A subset of chitin-responsive genes encoding LRR-receptor kinases and NLR proteins are induced in GmDR1-overexpressors following F. virguiforme and H. glycines infection. (A) Significantly enhanced expression levels of LRR-receptor kinases and NLR genes 12 h following chitin treatment (RNA-seq data). Fold changes were calculated by comparing FPKM values of a gene in GmDR1-overexpressors, either DR1-136 (blue bars) or DR-107 (orange bars), with that in the nontransgenic control Williams 82 line 12 h following chitin treatment. Transcription fold changes of the genes were at least twofold and p ≤ 0.05. (B) Significantly enhanced expression levels of receptor kinases and NLR genes 14 days following F. virguliforme infection. Fold changes of the genes between GmDR1-overexpressors and Williams 82 following F. virguliforme infection were determined by RT-qPCR. Data in B and C are mean fold change ± SE determined for either DR1-136 (blue bars) or DR-107 (orange bars), from three biological replications. The transcript levels of soybean Elongation factor 1-b (ELF1-b) gene (Glyma.02g44460) was used as an internal control in RT-qPCR. *, p ≤ 05 and **, p ≤ 01. (C) Significantly enhanced expression levels of receptor kinases and NLR genes 15 days following H. glycines infection. Fold changes of the genes between GmDR1-overexpressors, either DR1-136 (blue bars) or DR-107 (orange bars), and Williams 82 following H. glycines infection were determined by RT-qPCR. RT-qPCR data of all 28 DEGs are presented on Table S7.

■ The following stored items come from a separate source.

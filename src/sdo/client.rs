// src/sdo/client.rs
//
// SDO client: issues expedited download/upload requests to a remote
// server and drives the matching toggle-bit state machine on the
// response side. One transfer in flight at a time per instance, like
// the server. Feature-gated: a pure slave deployment never needs it.

use crate::error::abort_code;
use crate::frame::CanFrame;
use crate::types::NodeId;
use alloc::vec::Vec;
use log::{debug, warn};

const SEGMENT_DATA_LEN: usize = 7;

#[derive(Debug, Clone, Copy, PartialEq, Eq)]
enum Phase {
    Idle,
    AwaitInitiateDownload,
    AwaitDownloadSegment,
    AwaitInitiateUpload,
    AwaitUploadSegment,
}

/// Outcome of feeding a response frame (or a timeout) to `SdoClient`.
#[derive(Debug, Clone, PartialEq)]
pub enum SdoClientEvent {
    /// The transfer needs another frame sent; here it is.
    Continue(CanFrame),
    /// The transfer finished. `Ok(data)` for an upload (empty for a
    /// completed download), `Err(abort_code)` on abort or timeout.
    Done(Result<Vec<u8>, u32>),
    /// The frame didn't belong to this transfer; ignored.
    Ignored,
}

/// One SDO client channel, per spec.md Section 4.4: targets a single
/// remote node's SDO server pair and runs one transfer at a time.
pub struct SdoClient {
    pub target_node_id: NodeId,
    pub request_cob_id: u32,
    pub response_cob_id: u32,
    phase: Phase,
    index: u16,
    sub_index: u8,
    toggle: bool,
    buffer: Vec<u8>,
    bytes_done: usize,
    total_size: usize,
    /// Timeout, in timer-wheel ticks, armed by `Node` on every request
    /// sent and read back from Object 0x1300.
    pub timeout_ticks: u32,
    /// Retries remaining for the transfer currently in flight, seeded
    /// from Object 0x1302 (spec.md Section 4.4 supplement).
    retries_remaining: u8,
    pub timer_id: Option<u32>,
    /// Last frame sent for the transfer in flight, so `on_timeout` can
    /// hand it back to `Node` for a retry without `Node` needing to
    /// remember the client's internal protocol state.
    last_request: Option<CanFrame>,
}

impl SdoClient {
    pub fn new(target_node_id: NodeId, request_cob_id: u32, response_cob_id: u32) -> Self {
        Self {
            target_node_id,
            request_cob_id,
            response_cob_id,
            phase: Phase::Idle,
            index: 0,
            sub_index: 0,
            toggle: false,
            buffer: Vec::new(),
            bytes_done: 0,
            total_size: 0,
            timeout_ticks: 1000,
            retries_remaining: 0,
            timer_id: None,
            last_request: None,
        }
    }

    pub fn is_idle(&self) -> bool {
        matches!(self.phase, Phase::Idle)
    }

    /// Starts a download (write to the remote object). Only expedited
    /// transfers (<=4 bytes) are built as a single frame; larger
    /// payloads are segmented automatically.
    pub fn request_download(
        &mut self,
        index: u16,
        sub_index: u8,
        data: &[u8],
        retries: u8,
    ) -> Result<CanFrame, &'static str> {
        if !self.is_idle() {
            return Err("sdo client busy");
        }
        self.index = index;
        self.sub_index = sub_index;
        self.retries_remaining = retries;
        self.toggle = false;

        let frame = if data.len() <= 4 {
            self.phase = Phase::AwaitInitiateDownload;
            let n = 4 - data.len();
            let cmd = 0x23 | (n as u8) << 2;
            let mut payload = [0u8; 8];
            payload[0] = cmd;
            payload[1..3].copy_from_slice(&index.to_le_bytes());
            payload[3] = sub_index;
            payload[4..4 + data.len()].copy_from_slice(data);
            CanFrame::new_padded(self.request_cob_id, false, &payload)
                .expect("8-byte payload always fits")
        } else {
            self.phase = Phase::AwaitInitiateDownload;
            self.buffer = data.to_vec();
            self.bytes_done = 0;
            self.total_size = data.len();
            let mut payload = [0u8; 8];
            payload[0] = 0x21;
            payload[1..3].copy_from_slice(&index.to_le_bytes());
            payload[3] = sub_index;
            payload[4..8].copy_from_slice(&(data.len() as u32).to_le_bytes());
            CanFrame::new_padded(self.request_cob_id, false, &payload)
                .expect("8-byte payload always fits")
        };
        self.last_request = Some(frame);
        Ok(frame)
    }

    /// Starts an upload (read from the remote object).
    pub fn request_upload(
        &mut self,
        index: u16,
        sub_index: u8,
        retries: u8,
    ) -> Result<CanFrame, &'static str> {
        if !self.is_idle() {
            return Err("sdo client busy");
        }
        self.index = index;
        self.sub_index = sub_index;
        self.retries_remaining = retries;
        self.toggle = false;
        self.phase = Phase::AwaitInitiateUpload;
        let mut payload = [0u8; 8];
        payload[0] = 0x40;
        payload[1..3].copy_from_slice(&index.to_le_bytes());
        payload[3] = sub_index;
        let frame = CanFrame::new_padded(self.request_cob_id, false, &payload)
            .expect("8-byte payload always fits");
        self.last_request = Some(frame);
        Ok(frame)
    }

    /// Feeds one response frame through the client's state machine.
    pub fn handle_frame(&mut self, frame: &CanFrame) -> SdoClientEvent {
        if self.phase == Phase::Idle {
            return SdoClientEvent::Ignored;
        }
        let data = frame.payload();
        if data.is_empty() {
            return SdoClientEvent::Ignored;
        }
        let mut padded = [0u8; 8];
        padded[..data.len().min(8)].copy_from_slice(&data[..data.len().min(8)]);
        let cs = padded[0];

        if cs & 0xE0 == 0x80 {
            let code = u32::from_le_bytes([padded[4], padded[5], padded[6], padded[7]]);
            warn!("sdo client: transfer aborted by server, code {:#010x}", code);
            self.phase = Phase::Idle;
            return SdoClientEvent::Done(Err(code));
        }

        match self.phase {
            Phase::AwaitInitiateDownload => self.on_initiate_download_ack(&padded),
            Phase::AwaitDownloadSegment => self.on_download_segment_ack(&padded),
            Phase::AwaitInitiateUpload => self.on_initiate_upload_response(&padded),
            Phase::AwaitUploadSegment => self.on_upload_segment_response(&padded),
            Phase::Idle => SdoClientEvent::Ignored,
        }
    }

    /// Called by `Node` when the armed timeout fires with no response.
    /// Re-sends the last frame of the transfer in flight if retries
    /// remain (`Node` rearms the timeout timer the same as for any
    /// other `Continue`); gives up and reports a timeout abort once
    /// they are exhausted.
    pub fn on_timeout(&mut self) -> SdoClientEvent {
        if self.retries_remaining > 0 {
            self.retries_remaining -= 1;
            debug!("sdo client: timeout, {} retries left", self.retries_remaining);
            match self.last_request {
                Some(frame) => SdoClientEvent::Continue(frame),
                None => {
                    self.phase = Phase::Idle;
                    SdoClientEvent::Done(Err(abort_code::SDO_TIMEOUT))
                }
            }
        } else {
            self.phase = Phase::Idle;
            SdoClientEvent::Done(Err(abort_code::SDO_TIMEOUT))
        }
    }

    fn on_initiate_download_ack(&mut self, data: &[u8; 8]) -> SdoClientEvent {
        if data[0] != 0x60 {
            self.phase = Phase::Idle;
            return SdoClientEvent::Done(Err(abort_code::COMMAND_SPECIFIER));
        }
        if self.buffer.is_empty() {
            self.phase = Phase::Idle;
            return SdoClientEvent::Done(Ok(Vec::new()));
        }
        self.phase = Phase::AwaitDownloadSegment;
        SdoClientEvent::Continue(self.next_download_segment())
    }

    fn next_download_segment(&mut self) -> CanFrame {
        let remaining = self.total_size - self.bytes_done;
        let len = remaining.min(SEGMENT_DATA_LEN);
        let last = self.bytes_done + len >= self.total_size;
        let n = SEGMENT_DATA_LEN - len;
        let cmd = ((self.toggle as u8) << 4) | ((n as u8) << 1) | (last as u8);
        let mut payload = [0u8; 8];
        payload[0] = cmd;
        payload[1..1 + len].copy_from_slice(&self.buffer[self.bytes_done..self.bytes_done + len]);
        self.bytes_done += len;
        let frame = CanFrame::new_padded(self.request_cob_id, false, &payload)
            .expect("8-byte payload always fits");
        self.last_request = Some(frame);
        frame
    }

    fn on_download_segment_ack(&mut self, data: &[u8; 8]) -> SdoClientEvent {
        let expected_toggle = (self.toggle as u8) << 4;
        if data[0] & 0xE0 != 0x20 || data[0] & 0x10 != expected_toggle {
            self.phase = Phase::Idle;
            return SdoClientEvent::Done(Err(abort_code::TOGGLE_BIT));
        }
        self.toggle = !self.toggle;
        if self.bytes_done >= self.total_size {
            self.phase = Phase::Idle;
            SdoClientEvent::Done(Ok(Vec::new()))
        } else {
            SdoClientEvent::Continue(self.next_download_segment())
        }
    }

    fn on_initiate_upload_response(&mut self, data: &[u8; 8]) -> SdoClientEvent {
        let expedited = data[0] & 0x02 != 0;
        let size_indicated = data[0] & 0x01 != 0;
        if data[0] & 0xE0 != 0x40 {
            self.phase = Phase::Idle;
            return SdoClientEvent::Done(Err(abort_code::COMMAND_SPECIFIER));
        }
        if expedited {
            let n = ((data[0] >> 2) & 0x03) as usize;
            let len = if size_indicated { 4 - n } else { 4 };
            self.phase = Phase::Idle;
            SdoClientEvent::Done(Ok(data[4..4 + len].to_vec()))
        } else {
            self.total_size = u32::from_le_bytes([data[4], data[5], data[6], data[7]]) as usize;
            self.buffer = Vec::with_capacity(self.total_size);
            self.bytes_done = 0;
            self.phase = Phase::AwaitUploadSegment;
            SdoClientEvent::Continue(self.next_upload_request())
        }
    }

    fn next_upload_request(&mut self) -> CanFrame {
        let cmd = 0x60 | ((self.toggle as u8) << 4);
        let mut payload = [0u8; 8];
        payload[0] = cmd;
        let frame = CanFrame::new_padded(self.request_cob_id, false, &payload)
            .expect("8-byte payload always fits");
        self.last_request = Some(frame);
        frame
    }

    fn on_upload_segment_response(&mut self, data: &[u8; 8]) -> SdoClientEvent {
        let expected_toggle = (self.toggle as u8) << 4;
        if data[0] & 0x10 != expected_toggle {
            self.phase = Phase::Idle;
            return SdoClientEvent::Done(Err(abort_code::TOGGLE_BIT));
        }
        let n = ((data[0] >> 1) & 0x07) as usize;
        let complete = data[0] & 0x01 != 0;
        let len = SEGMENT_DATA_LEN - n;
        self.buffer.extend_from_slice(&data[1..1 + len]);
        self.bytes_done += len;
        self.toggle = !self.toggle;
        if complete {
            self.phase = Phase::Idle;
            SdoClientEvent::Done(Ok(core::mem::take(&mut self.buffer)))
        } else {
            SdoClientEvent::Continue(self.next_upload_request())
        }
    }
}

#[cfg(test)]
mod tests {
    use super::*;
    use core::convert::TryFrom;

    fn client() -> SdoClient {
        SdoClient::new(NodeId::try_from(2u8).unwrap(), 0x602, 0x582)
    }

    #[test]
    fn expedited_download_completes_on_ack() {
        let mut c = client();
        let req = c.request_download(0x2000, 0, &[0x34, 0x12], 2).unwrap();
        assert_eq!(req.payload()[0], 0x2B); // expedited, size indicated, n=2
        let ack = CanFrame::new_padded(0x582, false, &[0x60, 0x00, 0x20, 0x00, 0, 0, 0, 0]).unwrap();
        match c.handle_frame(&ack) {
            SdoClientEvent::Done(Ok(_)) => {}
            other => panic!("unexpected {:?}", other),
        }
        assert!(c.is_idle());
    }

    #[test]
    fn upload_completes_expedited() {
        let mut c = client();
        c.request_upload(0x1018, 1, 0).unwrap();
        let resp = CanFrame::new_padded(0x582, false, &[0x4B, 0x18, 0x10, 1, 0xAA, 0, 0, 0]).unwrap();
        match c.handle_frame(&resp) {
            SdoClientEvent::Done(Ok(data)) => assert_eq!(data, alloc::vec![0xAA, 0, 0, 0]),
            other => panic!("unexpected {:?}", other),
        }
    }

    #[test]
    fn abort_from_server_reports_code() {
        let mut c = client();
        c.request_upload(0x2000, 0, 0).unwrap();
        let abort =
            CanFrame::new_padded(0x582, false, &[0x80, 0x00, 0x20, 0x00, 0x00, 0x00, 0x06, 0x06])
                .unwrap();
        match c.handle_frame(&abort) {
            SdoClientEvent::Done(Err(code)) => assert_eq!(code, 0x0606_0000),
            other => panic!("unexpected {:?}", other),
        }
        assert!(c.is_idle());
    }
}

The following five highly chitin-induced genes among GmDR1-overexpressors belong to protein families putatively involved in plant immunity (Table S4). (1) Glyma.11G003500 (FC = 25) encoding a pyridoxal-5-phosphate-dependent enzyme family protein with sequence-specific DNA binding domains is putatively involved in biosynthesis of tryptophan, the precursor of biologically essential metabolites that are involved in plant defenses50. (2) Glyma.03G068200 (average FC = 21) encoding a drought-repressed protein is involved in soybean-aphid interactions51. (3) Glyma.03G053500 (average FC = 20) encodes an uncharacterized TNLR protein. (4) Glyma.03G053602 (FC = 13) encodes an uncharacterized TNLR protein. (5) Glyma.05G141200 (FC = 13) encoding a jasmonate-zim-domain (JAZ)-like protein is involved in the modulation of plant-pathogen interactions52. On the contrary, the five most highly chitin-repressed DEGs encode two proteins of unknown functions, a feruloyl CoA ortho-hydroxylase, a citrate-binding protein, and a mitochondrial-processing peptidase (Table S5).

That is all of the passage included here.